◆ DESCRIPTION OF THE TASK ◆
Check each line of the listing below for the string "MembersResponse", and give only how many lines hold it.

───── DATA FOR THIS TASK

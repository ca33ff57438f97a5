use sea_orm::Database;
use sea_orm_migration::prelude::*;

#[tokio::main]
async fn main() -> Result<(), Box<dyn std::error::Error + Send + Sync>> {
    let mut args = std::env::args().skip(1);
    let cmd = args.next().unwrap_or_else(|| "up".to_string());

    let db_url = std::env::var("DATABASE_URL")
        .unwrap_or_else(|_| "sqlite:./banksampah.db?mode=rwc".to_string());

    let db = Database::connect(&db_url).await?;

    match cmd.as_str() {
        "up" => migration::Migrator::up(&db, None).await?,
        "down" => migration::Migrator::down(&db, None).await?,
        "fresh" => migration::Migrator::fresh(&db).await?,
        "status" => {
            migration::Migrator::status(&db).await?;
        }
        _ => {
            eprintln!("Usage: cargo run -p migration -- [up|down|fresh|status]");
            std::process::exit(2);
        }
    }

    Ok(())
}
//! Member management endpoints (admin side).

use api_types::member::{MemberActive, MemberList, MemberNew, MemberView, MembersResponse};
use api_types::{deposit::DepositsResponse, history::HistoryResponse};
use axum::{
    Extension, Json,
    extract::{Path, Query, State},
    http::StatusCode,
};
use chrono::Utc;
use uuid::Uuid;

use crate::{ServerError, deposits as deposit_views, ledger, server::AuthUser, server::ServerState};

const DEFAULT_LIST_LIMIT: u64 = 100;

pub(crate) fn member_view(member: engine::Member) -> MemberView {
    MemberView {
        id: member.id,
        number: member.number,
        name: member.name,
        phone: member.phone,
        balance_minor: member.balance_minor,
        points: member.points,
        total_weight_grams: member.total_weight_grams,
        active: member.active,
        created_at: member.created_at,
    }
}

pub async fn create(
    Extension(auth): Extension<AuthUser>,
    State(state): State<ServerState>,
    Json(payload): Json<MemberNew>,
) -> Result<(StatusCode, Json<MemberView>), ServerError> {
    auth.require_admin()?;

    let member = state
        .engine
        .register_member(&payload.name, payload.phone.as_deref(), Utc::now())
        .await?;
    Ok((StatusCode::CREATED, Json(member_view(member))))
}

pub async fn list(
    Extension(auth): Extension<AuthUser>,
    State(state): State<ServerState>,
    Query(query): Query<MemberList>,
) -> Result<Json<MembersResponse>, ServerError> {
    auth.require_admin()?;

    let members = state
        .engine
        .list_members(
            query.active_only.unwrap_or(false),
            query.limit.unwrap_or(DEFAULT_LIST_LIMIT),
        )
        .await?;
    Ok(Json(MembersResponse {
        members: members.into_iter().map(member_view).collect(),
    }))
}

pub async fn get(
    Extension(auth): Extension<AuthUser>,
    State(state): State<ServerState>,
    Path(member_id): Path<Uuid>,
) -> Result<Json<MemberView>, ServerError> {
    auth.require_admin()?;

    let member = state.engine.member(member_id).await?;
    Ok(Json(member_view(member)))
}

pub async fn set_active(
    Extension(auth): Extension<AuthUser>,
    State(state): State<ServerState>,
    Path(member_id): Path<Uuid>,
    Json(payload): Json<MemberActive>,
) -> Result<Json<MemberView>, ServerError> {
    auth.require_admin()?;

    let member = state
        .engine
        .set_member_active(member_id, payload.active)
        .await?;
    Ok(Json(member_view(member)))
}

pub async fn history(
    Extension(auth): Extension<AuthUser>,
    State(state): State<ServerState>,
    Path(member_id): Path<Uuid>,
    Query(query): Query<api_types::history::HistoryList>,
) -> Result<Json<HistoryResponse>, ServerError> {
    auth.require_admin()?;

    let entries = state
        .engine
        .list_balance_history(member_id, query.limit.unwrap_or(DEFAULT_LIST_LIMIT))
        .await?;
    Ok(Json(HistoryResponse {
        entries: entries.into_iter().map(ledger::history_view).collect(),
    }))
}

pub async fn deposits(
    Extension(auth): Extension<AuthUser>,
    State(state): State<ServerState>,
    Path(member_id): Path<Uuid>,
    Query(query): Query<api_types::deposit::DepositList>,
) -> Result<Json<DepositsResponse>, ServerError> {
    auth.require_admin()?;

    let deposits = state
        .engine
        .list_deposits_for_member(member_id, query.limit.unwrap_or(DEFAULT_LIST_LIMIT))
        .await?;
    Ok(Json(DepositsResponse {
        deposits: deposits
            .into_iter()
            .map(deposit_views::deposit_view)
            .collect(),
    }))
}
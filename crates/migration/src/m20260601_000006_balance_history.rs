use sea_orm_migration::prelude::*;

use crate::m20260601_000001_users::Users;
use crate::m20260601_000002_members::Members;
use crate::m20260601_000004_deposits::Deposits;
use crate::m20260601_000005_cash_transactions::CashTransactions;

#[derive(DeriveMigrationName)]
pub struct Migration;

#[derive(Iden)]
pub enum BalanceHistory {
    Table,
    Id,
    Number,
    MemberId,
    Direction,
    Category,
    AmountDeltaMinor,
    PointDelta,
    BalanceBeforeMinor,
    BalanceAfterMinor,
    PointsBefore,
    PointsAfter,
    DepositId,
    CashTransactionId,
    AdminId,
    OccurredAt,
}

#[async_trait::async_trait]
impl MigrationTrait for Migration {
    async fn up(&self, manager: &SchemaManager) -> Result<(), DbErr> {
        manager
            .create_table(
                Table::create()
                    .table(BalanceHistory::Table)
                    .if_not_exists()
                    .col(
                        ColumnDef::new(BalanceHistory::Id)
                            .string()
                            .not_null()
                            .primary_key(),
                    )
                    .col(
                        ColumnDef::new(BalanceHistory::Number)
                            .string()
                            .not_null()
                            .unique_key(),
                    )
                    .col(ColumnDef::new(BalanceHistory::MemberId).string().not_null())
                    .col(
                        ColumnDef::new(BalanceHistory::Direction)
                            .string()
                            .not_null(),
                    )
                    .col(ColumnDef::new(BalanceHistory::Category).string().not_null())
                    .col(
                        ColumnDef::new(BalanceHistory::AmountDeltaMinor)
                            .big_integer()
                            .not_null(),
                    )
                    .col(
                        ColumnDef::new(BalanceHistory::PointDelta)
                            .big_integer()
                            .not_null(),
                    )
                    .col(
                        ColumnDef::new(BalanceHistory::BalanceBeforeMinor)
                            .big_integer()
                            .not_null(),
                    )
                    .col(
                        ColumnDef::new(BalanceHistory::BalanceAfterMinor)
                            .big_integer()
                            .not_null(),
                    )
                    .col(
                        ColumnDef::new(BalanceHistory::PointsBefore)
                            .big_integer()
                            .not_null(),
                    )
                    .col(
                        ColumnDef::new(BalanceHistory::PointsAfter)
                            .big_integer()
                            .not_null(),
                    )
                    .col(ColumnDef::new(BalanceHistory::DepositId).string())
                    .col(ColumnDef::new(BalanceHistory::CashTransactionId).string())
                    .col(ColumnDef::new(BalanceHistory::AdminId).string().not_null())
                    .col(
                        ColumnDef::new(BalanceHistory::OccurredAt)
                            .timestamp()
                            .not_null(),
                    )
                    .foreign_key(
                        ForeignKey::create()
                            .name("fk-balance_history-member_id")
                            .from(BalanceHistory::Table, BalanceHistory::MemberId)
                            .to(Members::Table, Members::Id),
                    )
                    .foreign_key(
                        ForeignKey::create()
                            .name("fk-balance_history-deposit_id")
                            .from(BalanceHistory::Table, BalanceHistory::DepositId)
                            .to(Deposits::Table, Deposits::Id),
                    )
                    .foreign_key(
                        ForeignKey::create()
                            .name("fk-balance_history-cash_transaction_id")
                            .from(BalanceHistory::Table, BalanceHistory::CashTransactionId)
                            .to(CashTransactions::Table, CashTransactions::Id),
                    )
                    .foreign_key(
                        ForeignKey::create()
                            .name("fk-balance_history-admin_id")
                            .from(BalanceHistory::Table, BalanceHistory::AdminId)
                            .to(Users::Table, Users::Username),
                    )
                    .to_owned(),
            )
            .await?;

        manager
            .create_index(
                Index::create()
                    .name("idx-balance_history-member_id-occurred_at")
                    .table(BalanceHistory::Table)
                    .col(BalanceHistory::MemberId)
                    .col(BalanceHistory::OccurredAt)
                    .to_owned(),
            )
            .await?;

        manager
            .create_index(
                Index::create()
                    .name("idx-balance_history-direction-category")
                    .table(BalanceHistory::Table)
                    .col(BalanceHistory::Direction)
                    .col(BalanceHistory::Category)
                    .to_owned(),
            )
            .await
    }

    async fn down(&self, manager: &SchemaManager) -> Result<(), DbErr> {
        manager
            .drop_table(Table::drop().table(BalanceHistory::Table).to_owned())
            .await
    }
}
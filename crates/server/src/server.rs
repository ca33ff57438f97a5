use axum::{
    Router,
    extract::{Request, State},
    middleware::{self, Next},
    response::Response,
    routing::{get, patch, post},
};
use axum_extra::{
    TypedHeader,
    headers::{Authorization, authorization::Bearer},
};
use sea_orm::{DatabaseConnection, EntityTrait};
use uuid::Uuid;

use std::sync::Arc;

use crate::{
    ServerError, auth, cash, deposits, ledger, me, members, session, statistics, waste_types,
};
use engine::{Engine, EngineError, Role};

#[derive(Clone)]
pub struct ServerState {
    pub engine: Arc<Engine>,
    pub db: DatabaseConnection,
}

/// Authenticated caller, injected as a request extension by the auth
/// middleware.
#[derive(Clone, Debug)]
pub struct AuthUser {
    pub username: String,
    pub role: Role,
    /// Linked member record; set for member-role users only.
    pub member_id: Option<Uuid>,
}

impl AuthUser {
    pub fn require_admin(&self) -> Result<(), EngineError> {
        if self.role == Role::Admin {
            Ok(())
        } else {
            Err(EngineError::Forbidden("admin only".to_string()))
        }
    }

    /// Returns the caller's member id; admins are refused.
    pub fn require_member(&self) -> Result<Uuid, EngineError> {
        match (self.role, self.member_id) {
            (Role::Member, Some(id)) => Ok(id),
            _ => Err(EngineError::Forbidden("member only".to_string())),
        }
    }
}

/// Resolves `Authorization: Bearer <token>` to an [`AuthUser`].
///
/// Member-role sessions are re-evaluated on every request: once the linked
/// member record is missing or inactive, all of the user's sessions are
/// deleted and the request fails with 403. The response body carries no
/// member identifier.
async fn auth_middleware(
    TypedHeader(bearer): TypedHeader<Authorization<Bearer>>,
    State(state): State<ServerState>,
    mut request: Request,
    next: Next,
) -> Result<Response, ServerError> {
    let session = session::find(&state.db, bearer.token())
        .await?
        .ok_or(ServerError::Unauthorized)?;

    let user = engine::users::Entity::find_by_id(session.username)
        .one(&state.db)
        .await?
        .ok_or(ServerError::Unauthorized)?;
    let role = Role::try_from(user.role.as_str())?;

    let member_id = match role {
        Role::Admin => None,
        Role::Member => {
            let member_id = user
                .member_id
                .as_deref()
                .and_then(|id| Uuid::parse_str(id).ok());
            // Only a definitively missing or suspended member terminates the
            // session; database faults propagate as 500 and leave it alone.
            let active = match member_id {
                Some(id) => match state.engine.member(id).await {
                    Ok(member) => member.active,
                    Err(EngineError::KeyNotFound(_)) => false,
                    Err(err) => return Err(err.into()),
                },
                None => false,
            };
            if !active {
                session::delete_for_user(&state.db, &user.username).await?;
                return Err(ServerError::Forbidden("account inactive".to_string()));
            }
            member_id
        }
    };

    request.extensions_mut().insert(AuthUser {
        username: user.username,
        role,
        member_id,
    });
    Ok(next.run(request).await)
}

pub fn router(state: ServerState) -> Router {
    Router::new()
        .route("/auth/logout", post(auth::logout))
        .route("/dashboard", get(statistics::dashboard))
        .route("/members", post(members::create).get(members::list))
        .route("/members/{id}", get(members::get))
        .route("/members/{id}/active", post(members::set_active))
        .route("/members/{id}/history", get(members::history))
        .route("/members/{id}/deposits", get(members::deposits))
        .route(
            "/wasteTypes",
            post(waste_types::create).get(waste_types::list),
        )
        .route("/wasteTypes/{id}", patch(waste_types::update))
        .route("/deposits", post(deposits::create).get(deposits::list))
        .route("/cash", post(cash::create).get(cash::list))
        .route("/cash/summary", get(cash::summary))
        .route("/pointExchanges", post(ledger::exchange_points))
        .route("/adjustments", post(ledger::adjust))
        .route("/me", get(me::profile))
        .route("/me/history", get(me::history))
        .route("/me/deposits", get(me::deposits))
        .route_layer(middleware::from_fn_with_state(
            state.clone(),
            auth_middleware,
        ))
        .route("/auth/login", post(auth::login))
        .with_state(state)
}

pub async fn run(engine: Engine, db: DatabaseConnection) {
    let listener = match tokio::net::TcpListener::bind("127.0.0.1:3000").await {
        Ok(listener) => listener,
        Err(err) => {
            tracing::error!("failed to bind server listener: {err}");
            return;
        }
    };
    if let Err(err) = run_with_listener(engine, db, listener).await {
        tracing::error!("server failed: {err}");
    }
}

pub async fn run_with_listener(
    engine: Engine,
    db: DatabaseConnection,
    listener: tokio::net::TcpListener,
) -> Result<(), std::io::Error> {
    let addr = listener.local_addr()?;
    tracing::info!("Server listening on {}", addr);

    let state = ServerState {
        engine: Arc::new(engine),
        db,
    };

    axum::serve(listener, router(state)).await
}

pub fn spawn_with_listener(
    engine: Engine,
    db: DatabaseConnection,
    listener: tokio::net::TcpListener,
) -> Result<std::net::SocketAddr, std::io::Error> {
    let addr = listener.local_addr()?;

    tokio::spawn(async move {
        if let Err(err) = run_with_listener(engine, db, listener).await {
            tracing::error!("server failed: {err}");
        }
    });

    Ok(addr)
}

──────────

◆ COMPLETED TASK ◆
3